American politician (born 1951)

Ronald Paul Klink (born September 23, 1951) is an American television broadcaster and politician and who served four terms as a United States representative from Pennsylvania from 1993 to 2001, as member of the Democratic Party.

==Early life and career==
Klink was born in Canton, Ohio, and graduated from Meyersdale High School in Pennsylvania in 1969. He married Linda Loree Hogan in Greensburg, Pennsylvania, on August 27, 1977.

===Broadcasting career===
Klink originally worked behind the scenes at WTAJ-TV in Altoona, Pennsylvania from 1976 to 1977 and then became weatherman plus fill-in sports anchor until his departure for Pittsburgh in July 1978. He later became a recognizable figure in the Pittsburgh area as a television news weatherman and reporter on KDKA-TV from 1978 to 1991.

==Congress==
In 1992, Klink sought the Democratic nomination for the 4th District and defeated five-term incumbent Joe Kolter in the primary. He was easily elected in November and served four terms in the House, never winning less than 64 percent of the vote. Klink was popular within his district as a moderate Democrat with strong labor ties.

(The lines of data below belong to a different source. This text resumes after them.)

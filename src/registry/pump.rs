//! Per-connection read loop and heartbeat.

// ============================================================================
// Imports
// ============================================================================

use std::sync::Weak;
use std::time::Duration;

use tokio::sync::mpsc;
use tokio::time::{Instant, MissedTickBehavior, interval_at};
use tracing::{debug, trace, warn};

use crate::dispatch::MessageDispatcher;
use crate::error::Error;
use crate::identifiers::{ConnectionId, epoch_millis};
use crate::protocol::{ClientFrame, Control, InboundMessage};
use crate::transport::{LinkSender, TransportEvent};

use super::RegistryInner;

// ============================================================================
// Pump
// ============================================================================

/// Everything the read loop needs for one live connection.
pub(super) struct Pump {
    pub(super) registry: Weak<RegistryInner>,
    pub(super) connection_id: ConnectionId,
    pub(super) sender: LinkSender,
    pub(super) dispatcher: MessageDispatcher,
    pub(super) heartbeat_interval: Duration,
    pub(super) heartbeat_max_missed: u32,
}

impl Pump {
    /// Reads frames and sends heartbeats until the link dies, then reports
    /// the loss to the registry.
    pub(super) async fn run(self, mut events: mpsc::UnboundedReceiver<TransportEvent>) {
        let mut heartbeat = interval_at(
            Instant::now() + self.heartbeat_interval,
            self.heartbeat_interval,
        );
        heartbeat.set_missed_tick_behavior(MissedTickBehavior::Delay);
        let mut missed: u32 = 0;

        let cause = loop {
            tokio::select! {
                event = events.recv() => {
                    match event {
                        Some(TransportEvent::Text(text)) => {
                            missed = 0;
                            self.handle_text(&text);
                        }
                        Some(TransportEvent::Closed { reason }) => {
                            debug!(connection_id = %self.connection_id, ?reason, "Transport closed");
                            break Error::ConnectionClosed;
                        }
                        None => break Error::ConnectionClosed,
                    }
                }

                _ = heartbeat.tick() => {
                    if missed >= self.heartbeat_max_missed {
                        warn!(connection_id = %self.connection_id, missed, "Heartbeat timeout");
                        self.sender.close();
                        break Error::heartbeat_timeout(missed);
                    }
                    let Ok(ping) = serde_json::to_string(&ClientFrame::Ping { timestamp: epoch_millis() }) else {
                        continue;
                    };
                    if !self.sender.send_text(ping) {
                        break Error::ConnectionClosed;
                    }
                    missed += 1;
                    trace!(connection_id = %self.connection_id, missed, "Heartbeat sent");
                }
            }
        };

        if let Some(registry) = self.registry.upgrade() {
            registry.on_connection_lost(&self.connection_id, &cause);
        }
    }

    /// Consumes control frames and dispatches everything else.
    fn handle_text(&self, text: &str) {
        let message = match InboundMessage::from_text(text) {
            Ok(message) => message,
            Err(e) => {
                warn!(connection_id = %self.connection_id, error = %e, "Dropping unparseable frame");
                return;
            }
        };

        match Control::classify(&message) {
            Some(Control::Pong) => trace!(connection_id = %self.connection_id, "Heartbeat acknowledged"),
            Some(Control::Ack) => debug!(connection_id = %self.connection_id, "Duplicate handshake ack ignored"),
            Some(Control::Rejected { .. }) | None => {
                let report = self.dispatcher.dispatch(&message);
                trace!(
                    connection_id = %self.connection_id,
                    feature = message.feature(),
                    matched = report.matched,
                    handled = report.handled,
                    failed = report.failed,
                    "Message dispatched"
                );
            }
        }
    }
}
//! Transport layer.
//!
//! A [`Connector`] opens a full-duplex link to the realtime server and hands
//! back a channel pair; the registry never touches sockets directly.
//!
//! # Architecture
//!
//! ```text
//! ┌──────────────────────┐   TransportCommand   ┌──────────────────┐
//! │  ConnectionRegistry  │─────────────────────►│  bridge task     │      WebSocket
//! │  (pump task)         │◄─────────────────────│  (WsConnector)   │◄────────────────► server
//! └──────────────────────┘   TransportEvent     └──────────────────┘
//! ```
//!
//! # Link Lifecycle
//!
//! 1. `Connector::open` - Establish the socket, spawn the bridge task
//! 2. `Link::send_text` / `Link::recv` - Exchange text frames
//! 3. `Link::close` (or dropping every sender) - Close the socket
//! 4. `TransportEvent::Closed` - Remote close or transport error
//!
//! # Modules
//!
//! | Module | Description |
//! |--------|-------------|
//! | `connection` | tokio-tungstenite client connector |
//! | `memory` | In-process connector with a scriptable server |

// ============================================================================
// Imports
// ============================================================================

use async_trait::async_trait;
use tokio::sync::mpsc;
use url::Url;

use crate::error::Result;

// ============================================================================
// Submodules
// ============================================================================

/// WebSocket client connector.
pub mod connection;

/// In-process connector for tests and demos.
pub mod memory;

// ============================================================================
// Re-exports
// ============================================================================

pub use connection::WsConnector;
pub use memory::MemoryConnector;

// ============================================================================
// Types
// ============================================================================

/// Commands from the registry to the transport.
#[derive(Debug, Clone, PartialEq, Eq)]
pub enum TransportCommand {
    /// Send a text frame.
    Send(String),
    /// Close the transport.
    Close,
}

/// Events from the transport to the registry.
#[derive(Debug, Clone, PartialEq, Eq)]
pub enum TransportEvent {
    /// A text frame arrived.
    Text(String),
    /// The transport closed or failed.
    Closed {
        /// Close reason or error description.
        reason: Option<String>,
    },
}

// ============================================================================
// Connector
// ============================================================================

/// Opens transport links.
///
/// Implementations must return only once the link can carry frames.
#[async_trait]
pub trait Connector: Send + Sync + 'static {
    /// Opens a link to `url`.
    ///
    /// # Errors
    ///
    /// Returns [`crate::Error::ConnectFailed`] if the server is unreachable.
    async fn open(&self, url: &Url) -> Result<Link>;
}

// ============================================================================
// Link
// ============================================================================

/// An open transport: outbound commands plus inbound events.
#[derive(Debug)]
pub struct Link {
    sender: LinkSender,
    events: mpsc::UnboundedReceiver<TransportEvent>,
}

impl Link {
    /// Creates a link from its channel ends.
    #[must_use]
    pub fn new(
        commands: mpsc::UnboundedSender<TransportCommand>,
        events: mpsc::UnboundedReceiver<TransportEvent>,
    ) -> Self {
        Self {
            sender: LinkSender { commands },
            events,
        }
    }

    /// Queues a text frame. Returns `false` if the transport is gone.
    #[inline]
    pub fn send_text(&self, text: String) -> bool {
        self.sender.send_text(text)
    }

    /// Receives the next event. `None` means the transport task ended.
    #[inline]
    pub async fn recv(&mut self) -> Option<TransportEvent> {
        self.events.recv().await
    }

    /// Requests close.
    #[inline]
    pub fn close(&self) {
        self.sender.close();
    }

    /// Splits into the sending half and the event receiver.
    #[must_use]
    pub fn split(self) -> (LinkSender, mpsc::UnboundedReceiver<TransportEvent>) {
        (self.sender, self.events)
    }
}

/// Sending half of a [`Link`].
#[derive(Debug, Clone)]
pub struct LinkSender {
    commands: mpsc::UnboundedSender<TransportCommand>,
}

impl LinkSender {
    /// Queues a text frame. Returns `false` if the transport is gone.
    #[inline]
    pub fn send_text(&self, text: String) -> bool {
        self.commands.send(TransportCommand::Send(text)).is_ok()
    }

    /// Requests close.
    #[inline]
    pub fn close(&self) {
        let _ = self.commands.send(TransportCommand::Close);
    }

    /// Returns `true` once the transport task has dropped its receiver.
    #[inline]
    #[must_use]
    pub fn is_closed(&self) -> bool {
        self.commands.is_closed()
    }
}

// ============================================================================
// Tests
// ============================================================================

#[cfg(test)]
mod tests {
    use super::*;

    #[tokio::test]
    async fn test_link_round_trip_through_channels() {
        let (command_tx, mut command_rx) = mpsc::unbounded_channel();
        let (event_tx, event_rx) = mpsc::unbounded_channel();
        let mut link = Link::new(command_tx, event_rx);

        assert!(link.send_text("hello".into()));
        assert_eq!(
            command_rx.recv().await,
            Some(TransportCommand::Send("hello".into()))
        );

        event_tx.send(TransportEvent::Text("world".into())).unwrap();
        assert_eq!(link.recv().await, Some(TransportEvent::Text("world".into())));

        link.close();
        assert_eq!(command_rx.recv().await, Some(TransportCommand::Close));
    }

    #[test]
    fn test_sender_reports_closed_transport() {
        let (command_tx, command_rx) = mpsc::unbounded_channel();
        let (_event_tx, event_rx) = mpsc::unbounded_channel();
        let (sender, _events) = Link::new(command_tx, event_rx).split();

        drop(command_rx);
        assert!(sender.is_closed());
        assert!(!sender.send_text("late".into()));
    }
}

===2000 Senate campaign===
In 2000, he left his House seat to run unsuccessfully for the Senate against incumbent Rick Santorum. Klink lost the race by five points. Klink was virtually unknown on the eastern side of Pennsylvania (including the important Philadelphia area). Other contributing factors included his conservative stances on social issues and the fact that he had to spend a large amount of money in the crowded Democratic primary.

==After Congress==
He had been mentioned as a possible candidate for his own congressional seat against the person who succeeded him, Republican Melissa Hart. However, in December 2005, Klink announced he would not run.

According to then-Congressman Curt Weldon in his book Countdown to Terror, in 2003, Klink offered Weldon the identity of an intelligence source with information on Iraqi uranium purchases. The agent was thought to be Iranian arms dealer Manucher Ghorbanifar. The intelligence reportedly later proved to be fabricated.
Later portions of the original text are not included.